Data for review>

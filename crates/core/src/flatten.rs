//! Flattener
//!
//! Streams a JSON body through `serde_json`'s deserializer and emits one
//! [`JsonRecord`] per scalar or null leaf, in document order:
//!
//! ```text
//! base /doc, body {"items":[10,null,30]}
//!
//!   /doc/items/[0/   "10"  Number
//!   /doc/items/[1/   ""    Null
//!   /doc/items/[2/   "30"  Number
//! ```
//!
//! Nothing is materialised: records reach the sink while the body is still
//! being parsed. A sink failure or an invalid key aborts the parse and is
//! reported in place of the parser error it triggers.
//!
//! Numbers are stored as the exact text of their token, so integers wider
//! than 64 bits and long decimals survive unchanged. This relies on
//! `serde_json`'s `arbitrary_precision` feature.
//!
//! `serde_json` refuses bodies nested 128 or more containers deep; those are
//! reported as [`Error::Format`].

use crate::error::{Error, Result};
use crate::path::{encode_index, validate_key, JsonPath, PathSegment, SEPARATOR};
use crate::record::{JsonRecord, RecordSink, ValueKind};
use serde::de::{self, DeserializeSeed, MapAccess, SeqAccess, Visitor};
use std::fmt;
use std::io;

/// Key under which `serde_json` with `arbitrary_precision` hands a number
/// token to `visit_map`, as a single entry whose value is the token text
const NUMBER_TOKEN: &str = "$serde_json::private::Number";

/// Sink for [`flatten_fields`]: told about each top-level field before the
/// field's records arrive, so it can clear whatever was stored there.
pub trait FieldSink: RecordSink {
    /// Called once per top-level field, before its value is flattened.
    fn begin_field(&mut self, path: &JsonPath) -> Result<()>;
}

impl<S: FieldSink + ?Sized> FieldSink for &mut S {
    fn begin_field(&mut self, path: &JsonPath) -> Result<()> {
        (**self).begin_field(path)
    }
}

/// Flatten a complete JSON body held in memory.
pub fn flatten_slice<S: RecordSink>(base: &JsonPath, body: &[u8], sink: &mut S) -> Result<()> {
    flatten_with(serde_json::Deserializer::from_slice(body), base, sink)
}

/// Flatten a JSON body read incrementally from `reader`.
pub fn flatten_reader<R: io::Read, S: RecordSink>(
    base: &JsonPath,
    reader: R,
    sink: &mut S,
) -> Result<()> {
    flatten_with(serde_json::Deserializer::from_reader(reader), base, sink)
}

/// Flatten every top-level field of an object body as its own subtree.
///
/// Field names are caller path segments: numeric names address array slots
/// under `base`. Any body whose root is not an object is a format error.
pub fn flatten_fields<S: FieldSink>(base: &JsonPath, body: &[u8], sink: &mut S) -> Result<()> {
    let mut de = serde_json::Deserializer::from_slice(body);
    let mut ctx = Context::new(sink);
    let outcome = FieldsSeed {
        ctx: &mut ctx,
        base,
    }
    .deserialize(&mut de);
    ctx.finish(outcome)?;
    de.end()?;
    Ok(())
}

fn flatten_with<'de, R, S>(
    mut de: serde_json::Deserializer<R>,
    base: &JsonPath,
    sink: &mut S,
) -> Result<()>
where
    R: serde_json::de::Read<'de>,
    S: RecordSink,
{
    let mut ctx = Context::new(sink);
    let outcome = NodeSeed {
        ctx: &mut ctx,
        path: base.db_prefix(),
    }
    .deserialize(&mut de);
    ctx.finish(outcome)?;
    // Anything after the value is a format error
    de.end()?;
    Ok(())
}

// =============================================================================
// Visitor plumbing
// =============================================================================

struct Context<'s, S: ?Sized> {
    sink: &'s mut S,
    failure: Option<Error>,
}

impl<'s, S: RecordSink + ?Sized> Context<'s, S> {
    fn new(sink: &'s mut S) -> Self {
        Context {
            sink,
            failure: None,
        }
    }

    /// Stash `err` and hand the parser an error that stops it.
    fn abort<E: de::Error>(&mut self, err: Error) -> E {
        let message = err.to_string();
        self.failure = Some(err);
        E::custom(message)
    }

    fn emit<E: de::Error>(&mut self, record: JsonRecord) -> std::result::Result<(), E> {
        match self.sink.accept(record) {
            Ok(()) => Ok(()),
            Err(err) => Err(self.abort(err)),
        }
    }

    fn finish(&mut self, outcome: std::result::Result<(), serde_json::Error>) -> Result<()> {
        match (self.failure.take(), outcome) {
            (Some(err), _) => Err(err),
            (None, Err(err)) => Err(err.into()),
            (None, Ok(())) => Ok(()),
        }
    }
}

/// One JSON value to be stored under `path` (a storage prefix ending in `/`).
struct NodeSeed<'c, 's, S: ?Sized> {
    ctx: &'c mut Context<'s, S>,
    path: String,
}

impl<'de, 'c, 's, S: RecordSink + ?Sized> DeserializeSeed<'de> for NodeSeed<'c, 's, S> {
    type Value = ();

    fn deserialize<D>(self, deserializer: D) -> std::result::Result<(), D::Error>
    where
        D: de::Deserializer<'de>,
    {
        deserializer.deserialize_any(self)
    }
}

impl<'de, 'c, 's, S: RecordSink + ?Sized> Visitor<'de> for NodeSeed<'c, 's, S> {
    type Value = ();

    fn expecting(&self, f: &mut fmt::Formatter<'_>) -> fmt::Result {
        f.write_str("a JSON value")
    }

    fn visit_bool<E: de::Error>(self, v: bool) -> std::result::Result<(), E> {
        let text = if v { "true" } else { "false" };
        self.ctx
            .emit(JsonRecord::new(self.path, text, ValueKind::from_bool(v)))
    }

    fn visit_i64<E: de::Error>(self, v: i64) -> std::result::Result<(), E> {
        self.ctx
            .emit(JsonRecord::new(self.path, v.to_string(), ValueKind::Number))
    }

    fn visit_u64<E: de::Error>(self, v: u64) -> std::result::Result<(), E> {
        self.ctx
            .emit(JsonRecord::new(self.path, v.to_string(), ValueKind::Number))
    }

    fn visit_f64<E: de::Error>(self, v: f64) -> std::result::Result<(), E> {
        let text = match serde_json::Number::from_f64(v) {
            Some(n) => n.to_string(),
            None => return Err(E::custom("non-finite number")),
        };
        self.ctx.emit(JsonRecord::new(self.path, text, ValueKind::Number))
    }

    fn visit_str<E: de::Error>(self, v: &str) -> std::result::Result<(), E> {
        self.ctx.emit(JsonRecord::new(self.path, v, ValueKind::String))
    }

    fn visit_string<E: de::Error>(self, v: String) -> std::result::Result<(), E> {
        self.ctx.emit(JsonRecord::new(self.path, v, ValueKind::String))
    }

    fn visit_unit<E: de::Error>(self) -> std::result::Result<(), E> {
        self.ctx.emit(JsonRecord::null(self.path))
    }

    fn visit_seq<A: SeqAccess<'de>>(self, mut seq: A) -> std::result::Result<(), A::Error> {
        let mut index: u64 = 0;
        loop {
            let mut path = String::with_capacity(self.path.len() + 8);
            path.push_str(&self.path);
            path.push_str(&encode_index(index));
            path.push(SEPARATOR);

            let child = NodeSeed {
                ctx: &mut *self.ctx,
                path,
            };
            if seq.next_element_seed(child)?.is_none() {
                return Ok(());
            }
            index += 1;
        }
    }

    fn visit_map<A: MapAccess<'de>>(self, mut map: A) -> std::result::Result<(), A::Error> {
        let mut first = true;
        while let Some(key) = map.next_key::<String>()? {
            if first && key == NUMBER_TOKEN {
                let text: String = map.next_value()?;
                // A literal object using the token as its key is not a number
                if serde_json::from_str::<serde_json::Number>(&text).is_ok() {
                    return self
                        .ctx
                        .emit(JsonRecord::new(self.path, text, ValueKind::Number));
                }
            }
            first = false;
            if let Err(err) = validate_key(&key) {
                return Err(self.ctx.abort(err));
            }
            let mut path = String::with_capacity(self.path.len() + key.len() + 1);
            path.push_str(&self.path);
            path.push_str(&key);
            path.push(SEPARATOR);

            map.next_value_seed(NodeSeed {
                ctx: &mut *self.ctx,
                path,
            })?;
        }
        Ok(())
    }
}

/// Root of an update body: an object whose fields are flattened one by one.
struct FieldsSeed<'c, 's, 'b, S: ?Sized> {
    ctx: &'c mut Context<'s, S>,
    base: &'b JsonPath,
}

impl<'de, 'c, 's, 'b, S: FieldSink + ?Sized> DeserializeSeed<'de> for FieldsSeed<'c, 's, 'b, S> {
    type Value = ();

    fn deserialize<D>(self, deserializer: D) -> std::result::Result<(), D::Error>
    where
        D: de::Deserializer<'de>,
    {
        deserializer.deserialize_map(self)
    }
}

impl<'de, 'c, 's, 'b, S: FieldSink + ?Sized> Visitor<'de> for FieldsSeed<'c, 's, 'b, S> {
    type Value = ();

    fn expecting(&self, f: &mut fmt::Formatter<'_>) -> fmt::Result {
        f.write_str("a JSON object")
    }

    fn visit_map<A: MapAccess<'de>>(self, mut map: A) -> std::result::Result<(), A::Error> {
        let mut indexed: Option<bool> = None;
        while let Some(key) = map.next_key::<String>()? {
            let segment = match PathSegment::parse(&key) {
                Ok(segment) => segment,
                Err(err) => return Err(self.ctx.abort(err)),
            };
            // Each field clears the other container kind, so a mix would
            // silently drop earlier fields
            let is_index = matches!(segment, PathSegment::Index(_));
            match indexed {
                Some(kind) if kind != is_index => {
                    return Err(self.ctx.abort(Error::Format(format!(
                        "update body mixes array indices and object keys at '{}'",
                        key
                    ))));
                }
                _ => indexed = Some(is_index),
            }
            let field = self.base.clone().child(segment);
            if let Err(err) = self.ctx.sink.begin_field(&field) {
                return Err(self.ctx.abort(err));
            }
            map.next_value_seed(NodeSeed {
                ctx: &mut *self.ctx,
                path: field.db_prefix(),
            })?;
        }
        Ok(())
    }
}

Prompt> Repeat the material exactly. Begin with its first line and end with the line that has "This relies on".

Task answer>
filename crates/core/src/flatten.rs
//! Flattener
//!
//! Streams a JSON body through `serde_json`'s deserializer and emits one
//! [`JsonRecord`] per scalar or null leaf, in document order:
//!
//! ```text
//! base /doc, body {"items":[10,null,30]}
//!
//!   /doc/items/[0/   "10"  Number
//!   /doc/items/[1/   ""    Null
//!   /doc/items/[2/   "30"  Number
//! ```
//!
//! Nothing is materialised: records reach the sink while the body is still
//! being parsed. A sink failure or an invalid key aborts the parse and is
//! reported in place of the parser error it triggers.
//!
//! Numbers are stored as the exact text of their token, so integers wider
//! than 64 bits and long decimals survive unchanged. This relies on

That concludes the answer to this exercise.